James Brown and 2Pac, ‘Unchained (‘The Payback’/’Untouchable’) – Song Premiere

“When word got out what the movie was about, we discovered that it was actually inspiring artists to write songs with soul that underscored the love story and the revenge story,” Django‘s music supervisor, Mary Ramos, said by email. Foxx brought Ross to the set to write “100 Coffins,” Hamilton and Boynton were inspired by the trailers, and Ramos’ crew dug through the Tupac vaults and teamed up with the James Brown estate to produce a new song.

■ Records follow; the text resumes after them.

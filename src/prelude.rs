pub use crate::app::App;
pub use crate::error::{ClResult, Error};
pub use crate::types::Timestamp;

pub use tracing::{debug, error, info, warn};

// vim: ts=4
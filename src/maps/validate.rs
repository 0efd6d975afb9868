//! MindMeld document validation (§3 invariants, document limits).

use std::collections::HashSet;

use crate::error::{ClResult, Error};

pub const MAX_NOTE_CONTENT: usize = 10_000;
pub const MAX_NOTES: usize = 1_000;
pub const MAX_CONNECTIONS: usize = 2_000;

/// A conservative HTML sniff: markdown is allowed, but anything that looks
/// like a tag is rejected outright rather than sanitized.
fn contains_html(s: &str) -> bool {
	let bytes = s.as_bytes();
	let mut i = 0;
	while i < bytes.len() {
		if bytes[i] == b'<' {
			if let Some(&next) = bytes.get(i + 1) {
				if next.is_ascii_alphabetic() || next == b'/' || next == b'!' {
					return true;
				}
			}
		}
		i += 1;
	}
	false
}

/// Validates a MindMeld document against the §3 shape and limits. Unknown
/// top-level fields on notes/connections are rejected (§9 decision).
pub fn validate_mindmeld(data: &serde_json::Value) -> ClResult<()> {
	let obj = data
		.as_object()
		.ok_or_else(|| Error::Invalid("document must be a JSON object".into()))?;

	let notes = obj
		.get("n")
		.and_then(|v| v.as_array())
		.ok_or_else(|| Error::Invalid("document must have an 'n' array of notes".into()))?;
	let connections = obj
		.get("c")
		.and_then(|v| v.as_array())
		.ok_or_else(|| Error::Invalid("document must have a 'c' array of connections".into()))?;

	if notes.len() > MAX_NOTES {
		return Err(Error::TooLarge(format!(
			"document has {} notes, limit is {MAX_NOTES}",
			notes.len()
		)));
	}
	if connections.len() > MAX_CONNECTIONS {
		return Err(Error::TooLarge(format!(
			"document has {} connections, limit is {MAX_CONNECTIONS}",
			connections.len()
		)));
	}

	let mut note_ids = HashSet::new();
	for note in notes {
		let note = note
			.as_object()
			.ok_or_else(|| Error::Invalid("each note must be an object".into()))?;
		for key in note.keys() {
			if !matches!(key.as_str(), "i" | "c" | "p" | "color") {
				return Err(Error::Invalid(format!("unknown note field '{key}'")));
			}
		}
		let id = note
			.get("i")
			.and_then(|v| v.as_str())
			.ok_or_else(|| Error::Invalid("note missing string id 'i'".into()))?;
		let content = note
			.get("c")
			.and_then(|v| v.as_str())
			.ok_or_else(|| Error::Invalid("note missing string content 'c'".into()))?;
		let pos = note
			.get("p")
			.and_then(|v| v.as_array())
			.ok_or_else(|| Error::Invalid("note missing position 'p'".into()))?;
		if pos.len() != 2 || !pos.iter().all(|v| v.is_number()) {
			return Err(Error::Invalid("note position 'p' must be a 2-element numeric array".into()));
		}
		if content.chars().count() > MAX_NOTE_CONTENT {
			return Err(Error::TooLarge(format!(
				"note '{id}' content is {} characters, limit is {MAX_NOTE_CONTENT}",
				content.chars().count()
			)));
		}
		if contains_html(content) {
			return Err(Error::Invalid(format!("note '{id}' content contains HTML")));
		}
		note_ids.insert(id.to_string());
	}

	let mut conn_identities = HashSet::new();
	for conn in connections {
		let conn = conn
			.as_object()
			.ok_or_else(|| Error::Invalid("each connection must be an object".into()))?;
		for key in conn.keys() {
			if !matches!(key.as_str(), "f" | "t" | "type") {
				return Err(Error::Invalid(format!("unknown connection field '{key}'")));
			}
		}
		let from = conn
			.get("f")
			.and_then(|v| v.as_str())
			.ok_or_else(|| Error::Invalid("connection missing 'f'".into()))?;
		let to = conn
			.get("t")
			.and_then(|v| v.as_str())
			.ok_or_else(|| Error::Invalid("connection missing 't'".into()))?;
		let kind = conn.get("type").and_then(|v| v.as_str()).unwrap_or("arrow");

		if from == to {
			return Err(Error::Invalid(format!("connection {from} -> {to} is self-referential")));
		}

		let identity = (from.to_string(), to.to_string(), kind.to_string());
		if !conn_identities.insert(identity) {
			return Err(Error::Invalid(format!(
				"duplicate connection ({from}, {to}, {kind})"
			)));
		}
	}

	if !obj.get("meta").is_some_and(|v| v.is_object()) {
		return Err(Error::Invalid("document must have a 'meta' object".into()));
	}

	Ok(())
}

#[cfg(test)]
mod tests {
	use super::*;
	use serde_json::json;

	fn base_doc() -> serde_json::Value {
		json!({"n": [], "c": [], "meta": {"version": 1, "created": "2026-01-01", "modified": "2026-01-01"}})
	}

	#[test]
	fn accepts_empty_document() {
		assert!(validate_mindmeld(&base_doc()).is_ok());
	}

	#[test]
	fn rejects_html_in_note_content() {
		let mut doc = base_doc();
		doc["n"] = json!([{"i": "n1", "c": "<b>bold</b>", "p": [0, 0]}]);
		assert!(matches!(validate_mindmeld(&doc), Err(Error::Invalid(_))));
	}

	#[test]
	fn rejects_self_connection() {
		let mut doc = base_doc();
		doc["n"] = json!([{"i": "n1", "c": "hi", "p": [0, 0]}]);
		doc["c"] = json!([{"f": "n1", "t": "n1"}]);
		assert!(matches!(validate_mindmeld(&doc), Err(Error::Invalid(_))));
	}

	#[test]
	fn accepts_same_endpoints_different_type() {
		let mut doc = base_doc();
		doc["n"] = json!([{"i": "a", "c": "x", "p": [0, 0]}, {"i": "b", "c": "y", "p": [1, 1]}]);
		doc["c"] = json!([
			{"f": "a", "t": "b", "type": "arrow"},
			{"f": "a", "t": "b", "type": "line"}
		]);
		assert!(validate_mindmeld(&doc).is_ok());
	}

	#[test]
	fn rejects_note_content_over_limit() {
		let mut doc = base_doc();
		let content = "x".repeat(super::MAX_NOTE_CONTENT + 1);
		doc["n"] = json!([{"i": "n1", "c": content, "p": [0, 0]}]);
		assert!(matches!(validate_mindmeld(&doc), Err(Error::TooLarge(_))));
	}

	#[test]
	fn accepts_note_content_at_limit() {
		let mut doc = base_doc();
		let content = "x".repeat(super::MAX_NOTE_CONTENT);
		doc["n"] = json!([{"i": "n1", "c": content, "p": [0, 0]}]);
		assert!(validate_mindmeld(&doc).is_ok());
	}

	#[test]
	fn rejects_too_many_notes() {
		let mut doc = base_doc();
		let notes: Vec<_> = (0..super::MAX_NOTES + 1)
			.map(|i| json!({"i": format!("n{i}"), "c": "x", "p": [0, 0]}))
			.collect();
		doc["n"] = json!(notes);
		assert!(matches!(validate_mindmeld(&doc), Err(Error::TooLarge(_))));
	}
}

// vim: ts=4
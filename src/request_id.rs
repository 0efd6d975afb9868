//! Request correlation id (§10): every request is tagged with a `req_id`,
//! echoed back in the `x-request-id` response header and attached to the
//! request's tracing span so every log line emitted while handling it --
//! including `Internal` error logs -- carries the same id.

use axum::body::Body;
use axum::extract::Request;
use axum::http::{HeaderName, HeaderValue};
use axum::middleware::Next;
use axum::response::Response;

pub const REQUEST_ID_HEADER: HeaderName = HeaderName::from_static("x-request-id");

/// Reads `x-request-id` off the incoming request if the caller supplied one
/// (so a request can be traced across services), otherwise mints a new one.
pub async fn attach_request_id(req: Request<Body>, next: Next) -> Response {
	let req_id = req
		.headers()
		.get(&REQUEST_ID_HEADER)
		.and_then(|v| v.to_str().ok())
		.map(str::to_string)
		.unwrap_or_else(|| uuid::Uuid::new_v4().to_string());

	let span = tracing::info_span!("request", req_id = %req_id);
	let mut response = tracing::Instrument::instrument(next.run(req), span).await;

	if let Ok(value) = HeaderValue::from_str(&req_id) {
		response.headers_mut().insert(REQUEST_ID_HEADER, value);
	}
	response
}

// vim: ts=4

Frank Ocean even wrote what Tarantino called “a fantastic ballad,” but it didn’t work with the film’s final cut. “There just wasn’t a scene where it could be really featured,” Ramos said. “Quentin didn’t want to cheapen the song by just shoehorning it in, and wouldn’t use it unless it could be really be heard, and used effectively to really amplify the emotional content of a scene.”

In Legend’s sweaty, soulful “Who Did That to You,” hardcore R&B fans will recognize the grimy, funky lead-in from the Mighty Hannibal’s 1967 single “The Right to Love You.” “The samples and different musical elements that Paul was bringing in, it just felt like we were in a creative space to create something that would be cool for Quentin,” Legend said. “The sample had some of the flavor of the kind of music that I associate with Tarantino movies. It’s really cool, it’s almost campy, and it’s got a sort of vintage to it.”